For the third time in four years, Maine lawmakers will consider a bill that will allow some terminally-ill patients to request life-ending medication.
The initiative is described by supporters as “death with dignity” and by opponents as “assisted suicide,” and it has divided health care professionals and state lawmakers in the past. But if the new bill fails, Maine voters could be asked to decide the issue.
Republican state Sen. Marianne Moore of Calais once worked as a cancer patient navigator. But she says the experience that would shape her views on what’s sometimes called “aid in dying” came after her father was diagnosed with inoperable colon cancer in 1993.
She says although he declined chemotherapy, the cancer went into remission. But after four years, it returned, sweeping through his body and putting him in hospice and on morphine.
By the end, Moore says she became convinced that, if given the chance, her father would have made the choice afforded to other terminally-ill patients in six other states: to end his life with medication.
“He had made peace with death months earlier, but was now incoherent of his condition,” She says. “He would have been horrified to know that he was wearing diapers and that my niece, who was a CNA, was the one taking care of his most personal hygiene needs. I know in my heart if daddy would have been able to direct his death with dignity, he would have left this world at peace and with little pain.”
Moore shared her story during a press conference Monday that is certain to bring forth dozens more on an issue so personal, so polarizing that even its description can shape opinions.
Moore and other supporters call it “death with dignity.” Opponents call it physician-assisted suicide, a pejorative designed to reflect what they believe is an act that can be abused by insurance companies or doctors, or that is simply against their religious beliefs.
That was the position taken by Republican state Rep. Sheldon Hanington two years ago when he testified against a similar proposal because it reminded him of his own father’s battle with the cancer that took his life.
“I’m a firm believer that life starts with conception and it ends with the last breath,” Hanington told the Health and Human Services Committee in 2017. “Do I want to be any part of that? No. Any of us that calls ourselves Christian, we don’t want to do that.”
These shared experiences with death have not done much to ease the intense division over bills aimed at granting patients the right to end their lives.
The 2017 hearing drew testimony from over 100 people and organizations who offered views that cut across political parties. Even health care professionals were divided.
The American Nurses Association opposed the bill because it said that assisting in euthanasia is a direct violation of the nurses’ code of ethics.
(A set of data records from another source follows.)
//! Configuration for Summer applications.
//!
//! Values are layered by `ortho_config`: built-in defaults, then a TOML file
//! (`--config-path`, `SUMMER_CONFIG_PATH` or a discovered `.summer.toml`),
//! then `SUMMER_*` environment variables, then command-line flags. The
//! dispatch server's worker pool, admission and socket settings live in
//! [`ServerTuning`], which is validated when built.

mod config;
mod defaults;
mod errors;
mod logging;
mod tuning;

pub use config::{Config, ConfigLayers};
pub use defaults::{
    DEFAULT_HOST, DEFAULT_LOG_FILTER, DEFAULT_PORT, ENV_PREFIX, default_log_filter,
    default_log_format,
};
pub use errors::ConfigError;
pub use logging::{LogFormat, LoggingSettings};
pub use tuning::{RejectionPolicy, ServerTuning, ServerTuningBuilder, TuningError};
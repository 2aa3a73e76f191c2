//! Test suites for application bootstrap.

mod support;
mod unit;
//! HTTP dispatch for the Summer runtime.
//!
//! Controllers registered in a [`summer_container::Container`] declare their
//! handlers against a [`RouteSet`]; [`Router::build_from`] collects them into
//! an immutable table. [`DispatchServer`] serves that table over HTTP/1.1,
//! one request per connection, behind an admission guard and tunable worker
//! pools. Responses are wrapped in a JSON envelope produced by the
//! hand-written codec re-exported as [`json`].

pub mod binder;
pub mod concurrency;
pub mod dispatch;
mod reply;
mod request;
pub mod routing;
mod server;
mod transport;

pub use summer_json as json;

pub use binder::{BindError, FromJson, bind, coerce};
pub use dispatch::{DispatchError, ResponseWriter, envelope};
pub use reply::{HandlerError, Reply};
pub use request::{HttpMethod, RequestContext};
pub use routing::{Arguments, Controller, Param, RouteSet, Router, RouterError};
pub use server::{DispatchServer, ServerHandle};
pub use transport::{ConnectionHandler, ListenerError};
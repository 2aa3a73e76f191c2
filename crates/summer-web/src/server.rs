//! The dispatch server: listener, transport pool, optional route pool and
//! admission guard wired around a [`Router`].

use std::net::SocketAddr;
use std::sync::Arc;
use std::time::Duration;

use summer_config::ServerTuning;
use tracing::{info, warn};

use crate::concurrency::{OverloadGuard, PoolSettings, WorkerPool};
use crate::dispatch::{DispatchHandler, RouteExecution};
use crate::routing::Router;
use crate::transport::{ListenerError, ListenerHandle, SocketListener};

/// Tracing target for server lifecycle events.
const SERVER_TARGET: &str = concat!(env!("CARGO_PKG_NAME"), "::server");

/// Time each pool gets to finish its work on stop.
const DRAIN_GRACE: Duration = Duration::from_secs(3);

const TRANSPORT_POOL: &str = "summer-http";
const ROUTE_POOL: &str = "summer-route";

/// A bound, not yet accepting, dispatch server.
#[derive(Debug)]
pub struct DispatchServer {
    listener: SocketListener,
    router: Arc<Router>,
    tuning: ServerTuning,
}

impl DispatchServer {
    /// Binds `host:port` with the tuning's backlog. Port `0` picks a free
    /// port; see [`DispatchServer::local_addr`].
    ///
    /// # Errors
    ///
    /// Returns [`ListenerError`] when the address cannot be resolved or bound.
    pub fn bind(
        host: &str,
        port: u16,
        router: Arc<Router>,
        tuning: ServerTuning,
    ) -> Result<Self, ListenerError> {
        let listener = SocketListener::bind(host, port, tuning.socket_backlog())?;
        Ok(Self {
            listener,
            router,
            tuning,
        })
    }

    /// The bound address.
    #[must_use]
    pub fn local_addr(&self) -> SocketAddr {
        self.listener.local_addr()
    }

    /// Creates the pools and starts accepting connections.
    ///
    /// # Errors
    ///
    /// Returns [`ListenerError`] when the accept thread cannot start.
    pub fn start(self) -> Result<ServerHandle, ListenerError> {
        let Self {
            listener,
            router,
            tuning,
        } = self;
        let local_addr = listener.local_addr();
        let settings = PoolSettings::from_tuning(&tuning);
        let transport_pool = WorkerPool::new(TRANSPORT_POOL, settings);
        let route_pool = tuning
            .request_timeout()
            .map(|timeout| (WorkerPool::new(ROUTE_POOL, settings), timeout));
        let execution = route_pool
            .as_ref()
            .map(|(pool, timeout)| RouteExecution::new(pool.clone(), *timeout));

        let handler = Arc::new(DispatchHandler::new(
            Arc::clone(&router),
            OverloadGuard::new(tuning.max_concurrent_requests()),
            execution,
        ));
        let listener = listener.start(handler, transport_pool.clone())?;

        info!(
            target: SERVER_TARGET,
            address = %local_addr,
            core_threads = tuning.core_threads(),
            max_threads = tuning.max_threads(),
            queue_capacity = tuning.queue_capacity(),
            keep_alive_seconds = tuning.keep_alive_seconds(),
            max_concurrent_requests = tuning.max_concurrent_requests(),
            request_timeout_millis = tuning.request_timeout_millis(),
            socket_backlog = tuning.socket_backlog(),
            rejection_policy = %tuning.rejection_policy(),
            "dispatch server started"
        );
        for route in router.routes() {
            info!(
                target: SERVER_TARGET,
                route = %route,
                controller = route.controller(),
                "mapped route"
            );
        }

        Ok(ServerHandle {
            local_addr,
            listener: Some(listener),
            route_pool: route_pool.map(|(pool, _)| pool),
            transport_pool,
        })
    }
}

/// A running server. Dropping the handle stops it.
#[derive(Debug)]
pub struct ServerHandle {
    local_addr: SocketAddr,
    listener: Option<ListenerHandle>,
    route_pool: Option<WorkerPool>,
    transport_pool: WorkerPool,
}

impl ServerHandle {
    /// The address clients connect to.
    #[must_use]
    pub const fn local_addr(&self) -> SocketAddr {
        self.local_addr
    }

    /// Stops accepting, then drains the route pool and the transport pool,
    /// each for up to three seconds.
    ///
    /// # Errors
    ///
    /// Returns [`ListenerError::ThreadPanic`] when the accept thread panicked;
    /// the pools are drained regardless.
    pub fn stop(mut self) -> Result<(), ListenerError> {
        self.stop_inner()
    }

    fn stop_inner(&mut self) -> Result<(), ListenerError> {
        let Some(listener) = self.listener.take() else {
            return Ok(());
        };
        listener.shutdown();
        let joined = listener.join();
        let route_drained = self
            .route_pool
            .as_ref()
            .is_none_or(|pool| pool.drain(DRAIN_GRACE));
        let transport_drained = self.transport_pool.drain(DRAIN_GRACE);
        info!(
            target: SERVER_TARGET,
            address = %self.local_addr,
            route_drained,
            transport_drained,
            "dispatch server stopped"
        );
        joined
    }
}

impl Drop for ServerHandle {
    fn drop(&mut self) {
        if let Err(error) = self.stop_inner() {
            warn!(target: SERVER_TARGET, %error, "dispatch server stopped uncleanly");
        }
    }
}
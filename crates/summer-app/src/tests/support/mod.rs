//! Collaborator doubles for the bootstrap suites.

mod config_loader;
mod reporter;

pub use config_loader::{FailingConfigLoader, HelpConfigLoader, local_config};
pub use reporter::{HealthEvent, RecordingHealthReporter};
//! Handler parameter declarations and their bound values.

use std::any::{Any, type_name};

use strum::Display;

use crate::binder::{BindError, FromJson};
use crate::{HandlerError, RequestContext};

use super::path::PathVariables;

/// One bound argument, unpacked by [`Arguments::take`].
pub type Argument = Box<dyn Any + Send>;

type BodyBinder = fn(&str, &str) -> Result<Argument, BindError>;
type ValuesBinder = fn(&[String], &str) -> Result<Argument, BindError>;
type AbsentBinder = fn(&str) -> Result<Argument, BindError>;

/// Where a parameter's value comes from.
#[derive(Debug, Clone, Copy, PartialEq, Eq, Display)]
#[strum(serialize_all = "kebab-case")]
pub enum BindingKind {
    /// The whole request body.
    Body,
    /// A `{name}` segment of the route template.
    PathVariable,
    /// A query-string parameter.
    Query,
    /// A request header.
    Header,
}

/// Declaration of one handler parameter.
///
/// ```ignore
/// Param::of::<i64>("id").path_variable()
/// Param::of::<Option<bool>>("completed").query().optional()
/// Param::list::<String>("tag").query()
/// ```
#[derive(Clone)]
pub struct Param {
    name: String,
    alias: Option<String>,
    kinds: Vec<BindingKind>,
    required: bool,
    default: Option<String>,
    sequence: bool,
    target: String,
    from_body: BodyBinder,
    from_values: ValuesBinder,
    from_absent: AbsentBinder,
}

impl Param {
    /// A single value of type `T`, bound under `name` unless renamed.
    #[must_use]
    pub fn of<T: FromJson>(name: impl Into<String>) -> Self {
        Self {
            name: name.into(),
            alias: None,
            kinds: Vec::new(),
            required: true,
            default: None,
            sequence: T::SEQUENCE,
            target: T::type_name(),
            from_body: body_value::<T>,
            from_values: first_value::<T>,
            from_absent: absent_value::<T>,
        }
    }

    /// Every value of a query parameter or header, coerced to `T`; the
    /// handler receives a `Vec<T>`.
    #[must_use]
    pub fn list<T: FromJson>(name: impl Into<String>) -> Self {
        Self {
            sequence: true,
            target: <Vec<T>>::type_name(),
            from_body: body_value::<Vec<T>>,
            from_values: all_values::<T>,
            from_absent: empty_list::<T>,
            ..Self::of::<Vec<T>>(name)
        }
    }

    /// Binds the request body.
    #[must_use]
    pub fn body(self) -> Self {
        self.kind(BindingKind::Body)
    }

    /// Binds a template variable.
    #[must_use]
    pub fn path_variable(self) -> Self {
        self.kind(BindingKind::PathVariable)
    }

    /// Binds a query parameter.
    #[must_use]
    pub fn query(self) -> Self {
        self.kind(BindingKind::Query)
    }

    /// Binds a header.
    #[must_use]
    pub fn header(self) -> Self {
        self.kind(BindingKind::Header)
    }

    /// Looks the value up under `key` instead of the parameter name.
    #[must_use]
    pub fn named(mut self, key: impl Into<String>) -> Self {
        self.alias = Some(key.into());
        self
    }

    /// Allows the value to be absent.
    #[must_use]
    pub fn optional(mut self) -> Self {
        self.required = false;
        self
    }

    /// Uses `literal` when the value is absent; implies optional.
    #[must_use]
    pub fn default_value(mut self, literal: impl Into<String>) -> Self {
        self.default = Some(literal.into());
        self.required = false;
        self
    }

    fn kind(mut self, kind: BindingKind) -> Self {
        self.kinds.push(kind);
        self
    }

    pub(crate) fn name(&self) -> &str {
        &self.name
    }

    pub(crate) fn kinds(&self) -> &[BindingKind] {
        &self.kinds
    }

    pub(crate) fn is_sequence(&self) -> bool {
        self.sequence
    }

    /// Lookup key: the explicit name when given, else the parameter name.
    pub(crate) fn key(&self) -> &str {
        self.alias.as_deref().unwrap_or(&self.name)
    }

    pub(crate) fn into_binding(self, kind: BindingKind) -> ParameterBinding {
        ParameterBinding {
            key: self.key().to_owned(),
            kind,
            required: self.required,
            default: self.default,
            sequence: self.sequence,
            target: self.target,
            from_body: self.from_body,
            from_values: self.from_values,
            from_absent: self.from_absent,
        }
    }
}

fn boxed<T: Send + 'static>(value: T) -> Argument {
    Box::new(value)
}

fn body_value<T: FromJson>(raw: &str, field: &str) -> Result<Argument, BindError> {
    T::from_body(raw, field).map(boxed)
}

fn first_value<T: FromJson>(values: &[String], field: &str) -> Result<Argument, BindError> {
    values
        .first()
        .map_or_else(|| T::from_absent(field), |value| T::from_text(value, field))
        .map(boxed)
}

fn all_values<T: FromJson>(values: &[String], field: &str) -> Result<Argument, BindError> {
    values
        .iter()
        .map(|value| T::from_text(value, field))
        .collect::<Result<Vec<T>, _>>()
        .map(boxed)
}

fn absent_value<T: FromJson>(field: &str) -> Result<Argument, BindError> {
    T::from_absent(field).map(boxed)
}

fn empty_list<T: FromJson>(_field: &str) -> Result<Argument, BindError> {
    Ok(boxed(Vec::<T>::new()))
}

/// A validated parameter, classified once when the router is built.
#[derive(Clone)]
pub(crate) struct ParameterBinding {
    key: String,
    kind: BindingKind,
    required: bool,
    default: Option<String>,
    sequence: bool,
    target: String,
    from_body: BodyBinder,
    from_values: ValuesBinder,
    from_absent: AbsentBinder,
}

impl ParameterBinding {
    pub(crate) fn kind(&self) -> BindingKind {
        self.kind
    }

    pub(crate) fn key(&self) -> &str {
        &self.key
    }

    pub(crate) fn target(&self) -> &str {
        &self.target
    }

    pub(crate) fn bind(
        &self,
        request: &RequestContext,
        variables: &PathVariables,
    ) -> Result<Argument, HandlerError> {
        match self.kind {
            BindingKind::Body => Ok((self.from_body)(request.body(), &self.key)?),
            BindingKind::PathVariable => {
                let raw = variables.get(&self.key).ok_or_else(|| {
                    HandlerError::bad_request(format!("Missing path variable '{}'", self.key))
                })?;
                Ok((self.from_values)(&[raw.to_owned()], &self.key)?)
            }
            BindingKind::Query => self.bind_values("request param", request.query(&self.key)),
            BindingKind::Header => self.bind_values("request header", request.header(&self.key)),
        }
    }

    fn bind_values(&self, source: &str, values: &[String]) -> Result<Argument, HandlerError> {
        if !values.is_empty() {
            return Ok((self.from_values)(values, &self.key)?);
        }
        if let Some(default) = &self.default {
            return Ok((self.from_values)(std::slice::from_ref(default), &self.key)?);
        }
        if self.required {
            return Err(HandlerError::bad_request(format!(
                "Missing {source} '{}'",
                self.key
            )));
        }
        if self.sequence {
            return Ok((self.from_absent)(&self.key)?);
        }
        (self.from_absent)(&self.key).map_err(|_| {
            HandlerError::bad_request(format!(
                "{source} '{}' cannot be absent for type {}",
                self.key, self.target
            ))
        })
    }
}

/// Arguments produced for one invocation, in declaration order.
pub struct Arguments {
    values: Vec<Option<Argument>>,
}

impl Arguments {
    pub(crate) fn new(values: Vec<Argument>) -> Self {
        Self {
            values: values.into_iter().map(Some).collect(),
        }
    }

    /// Moves out the argument at `index` as a `T`.
    ///
    /// # Errors
    ///
    /// Fails as an internal error when the slot is empty, already taken, or
    /// holds another type.
    pub fn take<T: 'static>(&mut self, index: usize) -> Result<T, HandlerError> {
        let value = self
            .values
            .get_mut(index)
            .and_then(Option::take)
            .ok_or_else(|| HandlerError::internal(format!("argument {index} is not available")))?;
        value.downcast::<T>().map(|value| *value).map_err(|_| {
            HandlerError::internal(format!("argument {index} is not a {}", type_name::<T>()))
        })
    }

    /// Number of declared arguments.
    #[must_use]
    pub fn len(&self) -> usize {
        self.values.len()
    }

    /// Returns `true` for parameterless handlers.
    #[must_use]
    pub fn is_empty(&self) -> bool {
        self.values.is_empty()
    }
}

#[cfg(test)]
mod tests {
    use super::*;
    use crate::HttpMethod;

    fn binding(param: Param) -> ParameterBinding {
        let kind = param.kinds()[0];
        param.into_binding(kind)
    }

    fn request() -> RequestContext {
        RequestContext::new(HttpMethod::Get, "/")
    }

    #[test]
    fn scalar_query_takes_first_value() {
        let request = request().with_query("n", "3").with_query("n", "4");
        let bound = binding(Param::of::<i64>("n").query())
            .bind(&request, &PathVariables::default())
            .expect("bound");
        let mut arguments = Arguments::new(vec![bound]);
        assert_eq!(arguments.take::<i64>(0).expect("i64"), 3);
    }

    #[test]
    fn list_query_coerces_every_value() {
        let request = request().with_query("n", "3").with_query("n", "4");
        let bound = binding(Param::list::<u32>("n").query())
            .bind(&request, &PathVariables::default())
            .expect("bound");
        let mut arguments = Arguments::new(vec![bound]);
        assert_eq!(arguments.take::<Vec<u32>>(0).expect("list"), vec![3, 4]);
    }

    #[test]
    fn absent_values_follow_declared_fallbacks() {
        let none = PathVariables::default();
        let defaulted = binding(Param::of::<i64>("page").query().default_value("1"))
            .bind(&request(), &none)
            .expect("default applies");
        let optional = binding(Param::of::<Option<bool>>("done").query().optional())
            .bind(&request(), &none)
            .expect("none");
        let empty = binding(Param::list::<String>("tag").header().optional())
            .bind(&request(), &none)
            .expect("empty list");
        let mut arguments = Arguments::new(vec![defaulted, optional, empty]);
        assert_eq!(arguments.take::<i64>(0).expect("page"), 1);
        assert_eq!(arguments.take::<Option<bool>>(1).expect("done"), None);
        assert!(arguments.take::<Vec<String>>(2).expect("tags").is_empty());
    }

    #[test]
    fn required_absent_value_is_a_bad_request() {
        let error = binding(Param::of::<String>("X-Token").header())
            .bind(&request(), &PathVariables::default())
            .err()
            .expect("missing header");
        assert_eq!(
            error,
            HandlerError::bad_request("Missing request header 'X-Token'")
        );
    }

    #[test]
    fn optional_non_option_scalar_cannot_be_absent() {
        let error = binding(Param::of::<i64>("limit").query().optional())
            .bind(&request(), &PathVariables::default())
            .err()
            .expect("no value");
        assert_eq!(error.status_code(), 400);
    }

    #[test]
    fn alias_replaces_lookup_key() {
        let request = request().with_query("q", "milk");
        let bound = binding(Param::of::<String>("search").query().named("q"))
            .bind(&request, &PathVariables::default())
            .expect("aliased");
        let mut arguments = Arguments::new(vec![bound]);
        assert_eq!(arguments.take::<String>(0).expect("text"), "milk");
    }

    #[test]
    fn take_rejects_wrong_type_and_second_take() {
        let mut arguments = Arguments::new(vec![boxed(5_i64)]);
        assert!(arguments.take::<String>(0).is_err());
        let mut arguments = Arguments::new(vec![boxed(5_i64)]);
        assert_eq!(arguments.take::<i64>(0).expect("first"), 5);
        assert!(arguments.take::<i64>(0).is_err());
    }
}
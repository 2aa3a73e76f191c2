//! Layered configuration resolved through `ortho_config`.

use std::env;
use std::ffi::OsString;

use ortho_config::OrthoConfig;
use serde::{Deserialize, Serialize};

use crate::defaults::{DEFAULT_HOST, DEFAULT_PORT};
use crate::{ConfigError, LogFormat, LoggingSettings, RejectionPolicy, ServerTuning};

/// Raw values gathered from the file, environment and command-line layers.
///
/// Every field is optional; anything no layer sets keeps its built-in
/// default when [`Config::from_layers`] resolves the final configuration.
/// Flags are the kebab-case field names (`--port`, `--core-threads`) and
/// environment variables the upper-case names behind `SUMMER_`.
#[derive(Debug, Clone, Default, PartialEq, Eq, Deserialize, Serialize, OrthoConfig)]
#[ortho_config(prefix = "SUMMER")]
pub struct ConfigLayers {
    /// Bind address.
    pub host: Option<String>,
    /// TCP port; 0 asks the OS for an ephemeral port.
    pub port: Option<u16>,
    /// `EnvFilter` expression for the tracing subscriber.
    pub log_filter: Option<String>,
    /// Log output format: `json` or `compact`.
    pub log_format: Option<LogFormat>,
    /// Worker pool core threads.
    pub core_threads: Option<usize>,
    /// Worker pool max threads.
    pub max_threads: Option<usize>,
    /// Worker pool queue capacity; 0 means direct handoff.
    pub queue_capacity: Option<usize>,
    /// Idle seconds before a pool thread retires; 0 keeps threads forever.
    pub keep_alive_seconds: Option<u64>,
    /// Requests admitted at once.
    pub max_concurrent_requests: Option<usize>,
    /// Handler deadline in milliseconds; 0 runs handlers inline.
    pub request_timeout_millis: Option<u64>,
    /// Listen backlog.
    pub socket_backlog: Option<u32>,
    /// `abort`, `caller-runs` or `discard-oldest`.
    pub rejection_policy: Option<RejectionPolicy>,
}

/// Resolved application configuration.
#[derive(Debug, Clone, PartialEq, Eq)]
pub struct Config {
    host: String,
    port: u16,
    logging: LoggingSettings,
    tuning: ServerTuning,
}

impl Default for Config {
    fn default() -> Self {
        Self {
            host: DEFAULT_HOST.to_owned(),
            port: DEFAULT_PORT,
            logging: LoggingSettings::default(),
            tuning: ServerTuning::default(),
        }
    }
}

impl Config {
    /// Loads configuration from the process arguments and environment.
    ///
    /// # Errors
    ///
    /// See [`Config::load_from_iter`].
    pub fn load() -> Result<Self, ConfigError> {
        Self::load_from_iter(env::args_os())
    }

    /// Loads configuration from `args`, whose first item is the program name.
    ///
    /// # Errors
    ///
    /// Fails when a layer is unreadable or malformed, when the command line
    /// is rejected (help and version requests included) or when the tuning
    /// violates a constraint.
    pub fn load_from_iter<I, T>(args: I) -> Result<Self, ConfigError>
    where
        I: IntoIterator<Item = T>,
        T: Into<OsString>,
    {
        let arguments: Vec<OsString> = args.into_iter().map(Into::into).collect();
        let layers = ConfigLayers::load_from_iter(arguments).map_err(ConfigError::Load)?;
        Self::from_layers(layers)
    }

    /// Resolves layered values over the defaults.
    ///
    /// # Errors
    ///
    /// Returns [`ConfigError::Tuning`] when the tuning values are invalid.
    pub fn from_layers(layers: ConfigLayers) -> Result<Self, ConfigError> {
        let defaults = LoggingSettings::default();
        let logging = LoggingSettings::new(
            layers
                .log_filter
                .unwrap_or_else(|| defaults.filter().to_owned()),
            layers.log_format.unwrap_or(defaults.format()),
        );

        let mut builder = ServerTuning::builder();
        if let Some(value) = layers.core_threads {
            builder = builder.core_threads(value);
        }
        if let Some(value) = layers.max_threads {
            builder = builder.max_threads(value);
        }
        if let Some(value) = layers.queue_capacity {
            builder = builder.queue_capacity(value);
        }
        if let Some(value) = layers.keep_alive_seconds {
            builder = builder.keep_alive_seconds(value);
        }
        if let Some(value) = layers.max_concurrent_requests {
            builder = builder.max_concurrent_requests(value);
        }
        if let Some(value) = layers.request_timeout_millis {
            builder = builder.request_timeout_millis(value);
        }
        if let Some(value) = layers.socket_backlog {
            builder = builder.socket_backlog(value);
        }
        if let Some(value) = layers.rejection_policy {
            builder = builder.rejection_policy(value);
        }

        Ok(Self {
            host: layers.host.unwrap_or_else(|| DEFAULT_HOST.to_owned()),
            port: layers.port.unwrap_or(DEFAULT_PORT),
            logging,
            tuning: builder.build()?,
        })
    }

    /// Bind address.
    #[must_use]
    pub fn host(&self) -> &str {
        &self.host
    }

    /// TCP port; 0 asks the OS for an ephemeral port.
    #[must_use]
    pub const fn port(&self) -> u16 {
        self.port
    }

    /// Logging settings.
    #[must_use]
    pub const fn logging(&self) -> &LoggingSettings {
        &self.logging
    }

    /// Log filter expression.
    #[must_use]
    pub fn log_filter(&self) -> &str {
        self.logging.filter()
    }

    /// Log output format.
    #[must_use]
    pub const fn log_format(&self) -> LogFormat {
        self.logging.format()
    }

    /// Dispatch server tuning.
    #[must_use]
    pub const fn tuning(&self) -> &ServerTuning {
        &self.tuning
    }

    /// Replaces the bind address.
    #[must_use]
    pub fn with_host(mut self, host: impl Into<String>) -> Self {
        self.host = host.into();
        self
    }

    /// Replaces the port.
    #[must_use]
    pub fn with_port(mut self, port: u16) -> Self {
        self.port = port;
        self
    }

    /// Replaces the tuning.
    #[must_use]
    pub fn with_tuning(mut self, tuning: ServerTuning) -> Self {
        self.tuning = tuning;
        self
    }

    /// Replaces the logging settings.
    #[must_use]
    pub fn with_logging(mut self, logging: LoggingSettings) -> Self {
        self.logging = logging;
        self
    }
}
The new measure would allow patients with less than six months to live the right to request life-ending medication. Democratic state Rep. Michele Meyer, a registered nurse from Eliot, told reporters during Monday’s news conference that the bill is designed to give those patients a choice.
“A choice to reject the notion that they must be passive victims to a frequently brutal disease that often strips them of their dignity and autonomy,” she says.
The proposal, like its predecessors, is modeled after a 1997 Oregon law, the first of its kind. Five other states including Vermont and Washington have adopted similar statutes.
The opposition isn’t always philosophical or based on religious beliefs. Two years ago, Disability Rights Maine openly worried that an aid-in-dying law could affect patients with disabilities because they’re not always informed of medical decisions made on their behalf.
Other opponents argued that it could be manipulated by insurance companies or those who exploit and abuse the elderly.
But Democratic Rep. Patricia Hymanson, a physician from York, says the new bill is narrowly tailored and would require consent from patients deemed cognitively competent by doctors. And she believes it has public support, citing a poll taken two years ago, when the last bill failed to emerge from a Legislature in which power was divided.
Hymanson says it showed that 3 in 4 Maine voters supported the measure.
“As we’re representatives, we all need to take stock of that number,” she says. “That being said it’s a very private issue for a lot of people and I think all we can do is keep the discussion going.”
The debate could continue well beyond Wednesday’s public hearing before the Health and Human Services Committee.
The Maine Death with Dignity group has already organized a ballot initiative that could put the issue directly to voters, an avenue taken by half of the states that have already adopted such laws.